Among the records below, find the lines that contain "AliasRemovalFailed" and copy each of them.

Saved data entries
*** Begin section ***

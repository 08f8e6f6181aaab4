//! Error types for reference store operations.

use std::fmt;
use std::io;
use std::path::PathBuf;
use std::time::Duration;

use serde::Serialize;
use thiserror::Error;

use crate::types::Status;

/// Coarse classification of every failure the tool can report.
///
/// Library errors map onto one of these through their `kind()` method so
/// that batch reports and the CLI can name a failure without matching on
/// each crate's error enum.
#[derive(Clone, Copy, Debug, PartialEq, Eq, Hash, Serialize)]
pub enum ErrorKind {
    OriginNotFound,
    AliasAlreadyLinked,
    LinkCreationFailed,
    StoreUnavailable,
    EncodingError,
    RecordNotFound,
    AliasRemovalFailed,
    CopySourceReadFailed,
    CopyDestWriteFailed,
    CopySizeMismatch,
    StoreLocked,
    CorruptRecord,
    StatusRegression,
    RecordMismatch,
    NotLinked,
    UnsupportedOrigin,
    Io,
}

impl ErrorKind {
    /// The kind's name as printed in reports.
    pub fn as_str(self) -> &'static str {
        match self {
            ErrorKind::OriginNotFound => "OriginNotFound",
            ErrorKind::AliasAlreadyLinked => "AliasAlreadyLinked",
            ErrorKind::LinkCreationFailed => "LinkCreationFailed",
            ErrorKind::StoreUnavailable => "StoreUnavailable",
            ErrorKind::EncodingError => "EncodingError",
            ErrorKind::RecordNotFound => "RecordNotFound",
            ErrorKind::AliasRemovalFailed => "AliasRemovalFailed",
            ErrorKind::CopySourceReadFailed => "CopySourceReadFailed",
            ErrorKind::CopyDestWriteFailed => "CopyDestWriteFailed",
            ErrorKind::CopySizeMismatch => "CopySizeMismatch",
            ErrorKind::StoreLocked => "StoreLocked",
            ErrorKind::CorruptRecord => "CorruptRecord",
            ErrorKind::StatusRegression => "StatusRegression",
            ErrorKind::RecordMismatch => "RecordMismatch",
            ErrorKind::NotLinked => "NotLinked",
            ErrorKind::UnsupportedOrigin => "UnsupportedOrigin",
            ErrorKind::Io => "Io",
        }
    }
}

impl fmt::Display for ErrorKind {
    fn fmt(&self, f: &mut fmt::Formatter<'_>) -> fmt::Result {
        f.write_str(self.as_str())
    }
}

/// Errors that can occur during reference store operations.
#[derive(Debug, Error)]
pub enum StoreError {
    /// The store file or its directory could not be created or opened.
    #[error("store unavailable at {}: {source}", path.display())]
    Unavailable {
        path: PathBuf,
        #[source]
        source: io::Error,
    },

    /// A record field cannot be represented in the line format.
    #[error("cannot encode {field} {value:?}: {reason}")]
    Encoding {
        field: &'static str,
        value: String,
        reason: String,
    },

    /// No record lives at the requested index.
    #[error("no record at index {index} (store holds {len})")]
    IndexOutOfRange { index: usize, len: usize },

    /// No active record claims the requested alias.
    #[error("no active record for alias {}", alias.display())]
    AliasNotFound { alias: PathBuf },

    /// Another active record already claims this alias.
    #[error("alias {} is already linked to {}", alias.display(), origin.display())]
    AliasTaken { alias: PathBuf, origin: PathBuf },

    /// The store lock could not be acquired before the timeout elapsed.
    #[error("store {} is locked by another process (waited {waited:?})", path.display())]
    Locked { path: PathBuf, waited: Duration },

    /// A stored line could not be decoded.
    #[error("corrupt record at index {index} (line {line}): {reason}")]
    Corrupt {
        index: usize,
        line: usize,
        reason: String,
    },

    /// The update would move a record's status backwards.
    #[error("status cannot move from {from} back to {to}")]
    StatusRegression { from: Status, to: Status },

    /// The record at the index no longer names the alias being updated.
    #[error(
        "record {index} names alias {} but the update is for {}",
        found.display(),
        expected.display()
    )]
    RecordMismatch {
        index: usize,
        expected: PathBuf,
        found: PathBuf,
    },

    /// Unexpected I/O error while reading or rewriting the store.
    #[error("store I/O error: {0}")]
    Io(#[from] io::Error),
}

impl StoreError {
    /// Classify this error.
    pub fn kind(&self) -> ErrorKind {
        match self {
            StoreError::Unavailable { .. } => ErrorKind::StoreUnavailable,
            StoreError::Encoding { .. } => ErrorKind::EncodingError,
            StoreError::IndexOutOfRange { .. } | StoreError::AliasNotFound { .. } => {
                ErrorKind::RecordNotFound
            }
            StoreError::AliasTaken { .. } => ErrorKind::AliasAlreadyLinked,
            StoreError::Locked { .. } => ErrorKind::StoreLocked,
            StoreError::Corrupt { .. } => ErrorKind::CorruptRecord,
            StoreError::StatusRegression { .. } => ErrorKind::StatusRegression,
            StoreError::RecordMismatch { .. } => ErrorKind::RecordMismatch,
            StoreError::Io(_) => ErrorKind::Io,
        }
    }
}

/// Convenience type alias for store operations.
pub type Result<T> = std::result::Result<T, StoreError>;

*** End section ***

#### [Answer]
    AliasRemovalFailed,
            ErrorKind::AliasRemovalFailed => "AliasRemovalFailed",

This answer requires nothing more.